Acetonitrile combustion over (Cu, Co, Fe)-Beta catalysts

Abstract

Acetonitrile is a volatile organic compound (VOC) commonly found in off-gas from industrial processes that have low activity, high stability, and toxicity which cause continuous damage to human and animal health and the atmospheric environment. In this paper was evaluate the performance of (Cu, Co or Fe)-Beta catalysts in the acetonitrile combustion varying the reaction temperature. (Cu, Co or Fe)-Beta catalysts were prepared by ion exchange method and characterized by X-ray fluorescence (XRF), X-ray diffractometry (XRD), temperature-programmed reduction by hydrogen (H2-TPR) and UV-VIS spectroscopy. The results showed the presence of Cu2+ ions and CuO nanoparticles in Cu-Beta, as well as Fe2O3 and Fe3+ in Fe-Beta.
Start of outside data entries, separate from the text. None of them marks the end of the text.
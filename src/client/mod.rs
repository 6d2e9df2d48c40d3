//! Spreadsheet service clients.
//!
//! [`SheetsApi`] is the capability the extractor and the sheet writer are given. It is
//! implemented by [`GoogleSheets`] for the real service and by [`MemorySheets`] for
//! tests.

mod auth;
mod google;
mod memory;
mod sheets;

pub use auth::{ACCESS_TOKEN_VAR, Auth};
pub use google::{DRIVE_URL, GoogleSheets, SHEETS_URL};
pub use memory::MemorySheets;
pub use sheets::{SheetsApi, Spreadsheet, Tab};
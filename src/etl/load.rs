//! Loader trait for loading data to destinations

use eyre::Result;

/// Loader trait for loading data to a destination
///
/// # Example
/// ```no_run
/// use moodle_roster::etl::Loader;
/// use eyre::Result;
///
/// struct CountingLoader;
///
/// impl Loader for CountingLoader {
///     type Item = String;
///
///     async fn load(&self, items: Vec<Self::Item>) -> Result<usize> {
///         Ok(items.len())
///     }
/// }
/// ```
pub trait Loader: Send + Sync {
    /// The type of items to load
    type Item: Send;

    /// Load items to the destination
    ///
    /// Returns the number of items successfully loaded
    ///
    /// # Errors
    /// Returns an error if loading fails (network, I/O, validation, etc.)
    fn load(
        &self,
        items: Vec<Self::Item>,
    ) -> impl std::future::Future<Output = Result<usize>> + Send;
}
//! The spreadsheet capability used by the roster pipeline

use eyre::Result;
use serde_json::Value;
use std::future::Future;

/// A tab (worksheet) inside a spreadsheet
#[derive(Clone, Debug, PartialEq, Eq)]
pub struct Tab {
    pub id: i64,
    pub title: String,
}

/// An opened spreadsheet and the tabs it had when it was opened
#[derive(Clone, Debug, PartialEq, Eq)]
pub struct Spreadsheet {
    pub id: String,
    pub name: String,
    pub tabs: Vec<Tab>,
}

impl Spreadsheet {
    /// Look up a tab by its exact title
    pub fn tab(&self, title: &str) -> Option<&Tab> {
        self.tabs.iter().find(|t| t.title == title)
    }

    pub fn has_tab(&self, title: &str) -> bool {
        self.tab(title).is_some()
    }
}

/// Read and write operations against a spreadsheet service
///
/// Every method is a single attempt: implementations do not retry.
pub trait SheetsApi: Send + Sync {
    /// Check that the configured credentials are accepted
    fn verify(&self) -> impl Future<Output = Result<()>> + Send;

    /// Open a spreadsheet by its name
    ///
    /// # Errors
    /// [`crate::RosterError::SpreadsheetNotFound`] when no spreadsheet with that name is
    /// visible to the running identity.
    fn open(&self, name: &str) -> impl Future<Output = Result<Spreadsheet>> + Send;

    /// All cell values of a tab, row by row, unformatted
    fn values(
        &self,
        spreadsheet: &Spreadsheet,
        tab: &str,
    ) -> impl Future<Output = Result<Vec<Vec<Value>>>> + Send;

    /// Remove every value from a tab
    fn clear(&self, spreadsheet: &Spreadsheet, tab: &Tab)
    -> impl Future<Output = Result<()>> + Send;

    /// Create a new tab with the given grid size
    fn add_tab(
        &self,
        spreadsheet: &Spreadsheet,
        title: &str,
        rows: usize,
        cols: usize,
    ) -> impl Future<Output = Result<Tab>> + Send;

    /// Write a rectangular block starting at `A1`, as if typed by a user
    ///
    /// When `resize` is set the tab grid is shrunk or grown to exactly fit the block.
    fn write(
        &self,
        spreadsheet: &Spreadsheet,
        tab: &Tab,
        rows: &[Vec<String>],
        resize: bool,
    ) -> impl Future<Output = Result<()>> + Send;
}

/// Quote a tab title for use in A1 notation
pub fn a1_range(tab: &str) -> String {
    format!("'{}'", tab.replace('\'', "''"))
}
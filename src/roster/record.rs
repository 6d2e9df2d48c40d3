//! Source rows and Moodle upload records

use serde::{Deserialize, Serialize};
use serde_json::Value;
use std::collections::BTreeMap;

/// One row of the source tab, keyed by header name
#[derive(Clone, Debug, Default, PartialEq)]
pub struct SourceRecord {
    cells: BTreeMap<String, Value>,
}

impl SourceRecord {
    pub fn new() -> Self {
        Self::default()
    }

    /// Set a cell, returning the record for chaining
    pub fn with(mut self, column: impl Into<String>, value: impl Into<Value>) -> Self {
        self.insert(column, value);
        self
    }

    pub fn insert(&mut self, column: impl Into<String>, value: impl Into<Value>) {
        self.cells.insert(column.into(), value.into());
    }

    pub fn get(&self, column: &str) -> Option<&Value> {
        self.cells.get(column)
    }

    pub fn contains(&self, column: &str) -> bool {
        self.cells.contains_key(column)
    }

    /// Column names present in this row
    pub fn columns(&self) -> impl Iterator<Item = &str> {
        self.cells.keys().map(String::as_str)
    }

    pub fn len(&self) -> usize {
        self.cells.len()
    }

    pub fn is_empty(&self) -> bool {
        self.cells.is_empty()
    }
}

impl<K: Into<String>, V: Into<Value>> FromIterator<(K, V)> for SourceRecord {
    fn from_iter<I: IntoIterator<Item = (K, V)>>(iter: I) -> Self {
        Self {
            cells: iter
                .into_iter()
                .map(|(k, v)| (k.into(), v.into()))
                .collect(),
        }
    }
}

/// Render a cell as the text Moodle will receive.
///
/// Integers keep no decimal point, booleans use the spreadsheet spelling and empty
/// cells become the empty string.
pub fn cell_to_string(value: &Value) -> String {
    match value {
        Value::String(s) => s.clone(),
        Value::Null => String::new(),
        Value::Bool(true) => "TRUE".to_string(),
        Value::Bool(false) => "FALSE".to_string(),
        Value::Number(n) => n.to_string(),
        other => other.to_string(),
    }
}

/// Fields of a Moodle bulk user upload row, in file order
#[derive(Clone, Copy, Debug, PartialEq, Eq, Hash)]
pub enum OutputField {
    Username,
    Password,
    Firstname,
    Lastname,
    Email,
    Course1,
    Role1,
    Group1,
}

impl OutputField {
    pub const ALL: [OutputField; 8] = [
        OutputField::Username,
        OutputField::Password,
        OutputField::Firstname,
        OutputField::Lastname,
        OutputField::Email,
        OutputField::Course1,
        OutputField::Role1,
        OutputField::Group1,
    ];

    /// Column header Moodle expects
    pub fn name(self) -> &'static str {
        match self {
            OutputField::Username => "username",
            OutputField::Password => "password",
            OutputField::Firstname => "firstname",
            OutputField::Lastname => "lastname",
            OutputField::Email => "email",
            OutputField::Course1 => "course1",
            OutputField::Role1 => "role1",
            OutputField::Group1 => "group1",
        }
    }

    /// Position of the field in an output row
    pub fn index(self) -> usize {
        self as usize
    }
}

impl std::fmt::Display for OutputField {
    fn fmt(&self, f: &mut std::fmt::Formatter<'_>) -> std::fmt::Result {
        f.write_str(self.name())
    }
}

/// A row of the Moodle bulk user upload file
///
/// Field declaration order is the file's column order; the CSV sink relies on it.
#[derive(Clone, Debug, Default, PartialEq, Eq, Serialize, Deserialize)]
pub struct OutputRecord {
    pub username: String,
    pub password: String,
    pub firstname: String,
    pub lastname: String,
    pub email: String,
    pub course1: String,
    pub role1: String,
    pub group1: String,
}

impl OutputRecord {
    pub fn get(&self, field: OutputField) -> &str {
        match field {
            OutputField::Username => &self.username,
            OutputField::Password => &self.password,
            OutputField::Firstname => &self.firstname,
            OutputField::Lastname => &self.lastname,
            OutputField::Email => &self.email,
            OutputField::Course1 => &self.course1,
            OutputField::Role1 => &self.role1,
            OutputField::Group1 => &self.group1,
        }
    }

    pub fn set(&mut self, field: OutputField, value: impl Into<String>) {
        let value = value.into();
        match field {
            OutputField::Username => self.username = value,
            OutputField::Password => self.password = value,
            OutputField::Firstname => self.firstname = value,
            OutputField::Lastname => self.lastname = value,
            OutputField::Email => self.email = value,
            OutputField::Course1 => self.course1 = value,
            OutputField::Role1 => self.role1 = value,
            OutputField::Group1 => self.group1 = value,
        }
    }

    /// Header row of the upload file
    pub fn header() -> Vec<String> {
        OutputField::ALL.iter().map(|f| f.name().to_string()).collect()
    }

    /// Field values in file order
    pub fn to_row(&self) -> Vec<String> {
        OutputField::ALL
            .iter()
            .map(|f| self.get(*f).to_string())
            .collect()
    }
}
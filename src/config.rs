//! Operator inputs for an export run

use crate::error::RosterError;
use crate::roster::{SchemaVariant, SessionConstants, SourceRecord};
use crate::sink::Destination;
use clap::ValueEnum;
use eyre::Result;
use std::path::{Path, PathBuf};

/// Spreadsheet opened when the operator does not name one
pub const DEFAULT_SPREADSHEET: &str = "CARGAS_MOODLE_LEGADO";

/// Roster layout selection
#[derive(Clone, Copy, Debug, Default, PartialEq, Eq, ValueEnum)]
pub enum VariantChoice {
    /// Follow the write-back mode, or the columns when there is none
    #[default]
    Auto,
    /// CPF, Nome, E-mail
    Basic,
    /// CPF, Nome, Cargo, E-mail
    WithRole,
}

impl VariantChoice {
    /// The layout the operator forced, if any
    pub fn forced(self) -> Option<SchemaVariant> {
        match self {
            VariantChoice::Auto => None,
            VariantChoice::Basic => Some(SchemaVariant::Basic),
            VariantChoice::WithRole => Some(SchemaVariant::WithRole),
        }
    }

    /// Pick the layout for a run
    ///
    /// A forced layout wins. Under `Auto` a write-back destination decides, since each
    /// mode works with one layout only; otherwise the columns of `records` decide.
    pub fn resolve(self, destination: &Destination, records: &[SourceRecord]) -> SchemaVariant {
        self.forced()
            .or_else(|| destination.variant())
            .unwrap_or_else(|| {
                SchemaVariant::detect(records.iter().flat_map(SourceRecord::columns))
            })
    }
}

/// Everything the operator supplies for one export
#[derive(Clone, Debug, PartialEq, Eq)]
pub struct ExportRequest {
    pub spreadsheet: String,
    pub source_tab: String,
    pub course: String,
    pub group: String,
    pub destination: Destination,
    pub variant: VariantChoice,
    pub output_dir: PathBuf,
}

impl ExportRequest {
    /// Fail with [`RosterError::MissingInput`] naming every blank required field
    pub fn validate(&self) -> Result<()> {
        let fields = [
            ("spreadsheet", &self.spreadsheet),
            ("source tab", &self.source_tab),
            ("course", &self.course),
            ("group", &self.group),
        ];
        let blank: Vec<String> = fields
            .iter()
            .filter(|(_, value)| value.trim().is_empty())
            .map(|(name, _)| name.to_string())
            .collect();

        if !blank.is_empty() {
            return Err(RosterError::MissingInput { fields: blank }.into());
        }

        // course and group become the CSV file name
        for (field, value) in [("course", &self.course), ("group", &self.group)] {
            if value.contains(['/', '\\']) {
                return Err(RosterError::InvalidInput {
                    field: field.to_string(),
                    value: value.clone(),
                    reason: "path separators are not allowed".to_string(),
                }
                .into());
            }
        }
        Ok(())
    }

    pub fn constants(&self) -> SessionConstants {
        SessionConstants::new(self.course.as_str(), self.group.as_str())
    }
}

/// Map the write-back flags onto a destination; a blank tab name means no write-back
pub fn destination_from_flags(new_tab: Option<String>, overwrite: bool) -> Destination {
    match new_tab {
        Some(tab) if !tab.trim().is_empty() => Destination::NewTab(tab),
        _ if overwrite => Destination::OverwriteSource,
        _ => Destination::DownloadOnly,
    }
}

/// Source a dotenv file into the process environment; a missing file is not an error
pub fn load_env(path: impl AsRef<Path>) -> Result<()> {
    let path = path.as_ref();
    match dotenvy::from_filename(path) {
        Ok(_) => {
            log::debug!("Loaded environment from {}", path.display());
            Ok(())
        }
        Err(dotenvy::Error::Io(e)) if e.kind() == std::io::ErrorKind::NotFound => {
            log::debug!("No environment file at {}", path.display());
            Ok(())
        }
        Err(e) => Err(e.into()),
    }
}
use clap::{Parser, Subcommand, builder::styling};
use eyre::Result;
use moodle_roster::{
    DEFAULT_SPREADSHEET, ExportRequest, RosterError, SchemaVariant, VariantChoice, cli, config,
};
use owo_colors::OwoColorize;
use std::path::PathBuf;

// CLI Styling
const STYLES: styling::Styles = styling::Styles::styled()
    .header(styling::AnsiColor::BrightWhite.on_default())
    .usage(styling::AnsiColor::BrightWhite.on_default())
    .literal(styling::AnsiColor::Green.on_default())
    .placeholder(styling::AnsiColor::Cyan.on_default());

/// Moodle Roster: turn a Google Sheets roster into a Moodle bulk user upload CSV
#[derive(Parser)]
#[command(name = "roster", version, styles = STYLES)]
struct Cli {
    /// The dotenv file to source credentials from
    #[arg(short, long, global = true, default_value = ".env")]
    env: String,

    /// More verbose logging
    #[arg(long, global = true)]
    debug: bool,

    /// Command to execute
    #[command(subcommand)]
    command: Commands,
}

#[derive(Subcommand)]
enum Commands {
    /// Test authorization against Google Sheets
    Auth,

    /// Build the upload CSV from a roster tab
    Export {
        /// Name of the Google Sheets spreadsheet
        #[arg(short, long, default_value = DEFAULT_SPREADSHEET)]
        spreadsheet: String,

        /// Tab holding the roster
        #[arg(short, long, default_value = "")]
        tab: String,

        /// Moodle course short name (e.g. NOME_CURSO_2024)
        #[arg(short, long, default_value = "")]
        course: String,

        /// Moodle group name (e.g. TURMA_A)
        #[arg(short, long, default_value = "")]
        group: String,

        /// Also save the records to this tab (basic layout); an existing tab is overwritten
        #[arg(short, long, conflicts_with = "overwrite")]
        new_tab: Option<String>,

        /// Also replace the source tab with the records (with-role layout)
        #[arg(long)]
        overwrite: bool,

        /// Roster layout of the source tab
        #[arg(long, value_enum, default_value_t = VariantChoice::Auto)]
        variant: VariantChoice,

        /// Directory the CSV file is written to
        #[arg(short, long, default_value = ".")]
        output_dir: PathBuf,
    },
}

#[tokio::main(flavor = "current_thread")]
async fn main() {
    let args = Cli::parse();

    let log_level = match args.debug {
        true => "debug",
        false => "info",
    };
    let env = env_logger::Env::default().filter_or("LOG_LEVEL", log_level);
    env_logger::Builder::from_env(env)
        .format_timestamp_millis()
        .init();

    if let Err(report) = run(args).await {
        let err = RosterError::classify(&report);
        log::error!("{}", err.red());
        if let RosterError::UnexpectedFailure { .. } = err {
            log::debug!("{:?}", report);
            log::error!(
                "Check the spreadsheet and tab names, and that the roster headers are {} or {}",
                SchemaVariant::Basic.mapping().required_columns().join(", ").yellow(),
                SchemaVariant::WithRole.mapping().required_columns().join(", ").yellow()
            );
        }
        std::process::exit(1);
    }
}

async fn run(args: Cli) -> Result<()> {
    config::load_env(&args.env)?;

    match args.command {
        Commands::Auth => {
            let client = cli::load_sheets_client()?;
            cli::check_auth(&client).await?;
        }
        Commands::Export {
            spreadsheet,
            tab,
            course,
            group,
            new_tab,
            overwrite,
            variant,
            output_dir,
        } => {
            let request = ExportRequest {
                spreadsheet,
                source_tab: tab,
                course,
                group,
                destination: config::destination_from_flags(new_tab, overwrite),
                variant,
                output_dir,
            };
            let client = cli::load_sheets_client()?;

            let report = cli::export(&client, &request).await?;
            log::info!(
                "✓ {} ready: {} record(s), {} layout",
                report.csv_path.display().bright_black(),
                report.records,
                report.variant.cyan()
            );

            match report.write_back {
                Some(Ok(count)) => {
                    log::info!("✓ Wrote {} record(s) back to the spreadsheet", count)
                }
                Some(Err(err)) => return Err(err.into()),
                None => {}
            }
        }
    }

    Ok(())
}
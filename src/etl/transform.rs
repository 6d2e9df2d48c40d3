//! Transformer trait for data transformation

use eyre::Result;

/// Transformer trait for transforming data items
///
/// Implementors define how a single item is converted. Transformers that need to
/// validate the batch as a whole (for example, a shared header) override
/// [`Transformer::transform_many`].
pub trait Transformer: Send + Sync {
    /// Input item type
    type Input: Send;

    /// Output item type after transformation
    type Output: Send;

    /// Transform a single item
    ///
    /// # Errors
    /// Returns an error if transformation fails (validation, conversion, etc.)
    fn transform(&self, input: Self::Input) -> Result<Self::Output>;

    /// Transform multiple items (default batch implementation)
    ///
    /// Stops at the first failure; no partial output is returned.
    fn transform_many(&self, inputs: Vec<Self::Input>) -> Result<Vec<Self::Output>> {
        inputs.into_iter().map(|i| self.transform(i)).collect()
    }
}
Co2+ species are in position of load compensation in the Beta zeolite and has no shown reduction peak. On the other hand, the reduction occurred in more than one stage in the (Cu and Fe)-Beta catalysts. Acetonitrile conversion increased with increasing reaction temperature and the order of activity was Cu-Beta > Fe-Beta > Co-Beta. Fe-Beta led to the formation of HCN, NH3, N2 and N2O+NO, while Co-Beta led to the formation of N2 and N2O+NO. Cu-Beta catalyst was the most active and highly selective to N2. The excellent performance of Cu-Beta was attributed to the co-existence of both highly dispersed CuO nanoparticles and Cu2+ species.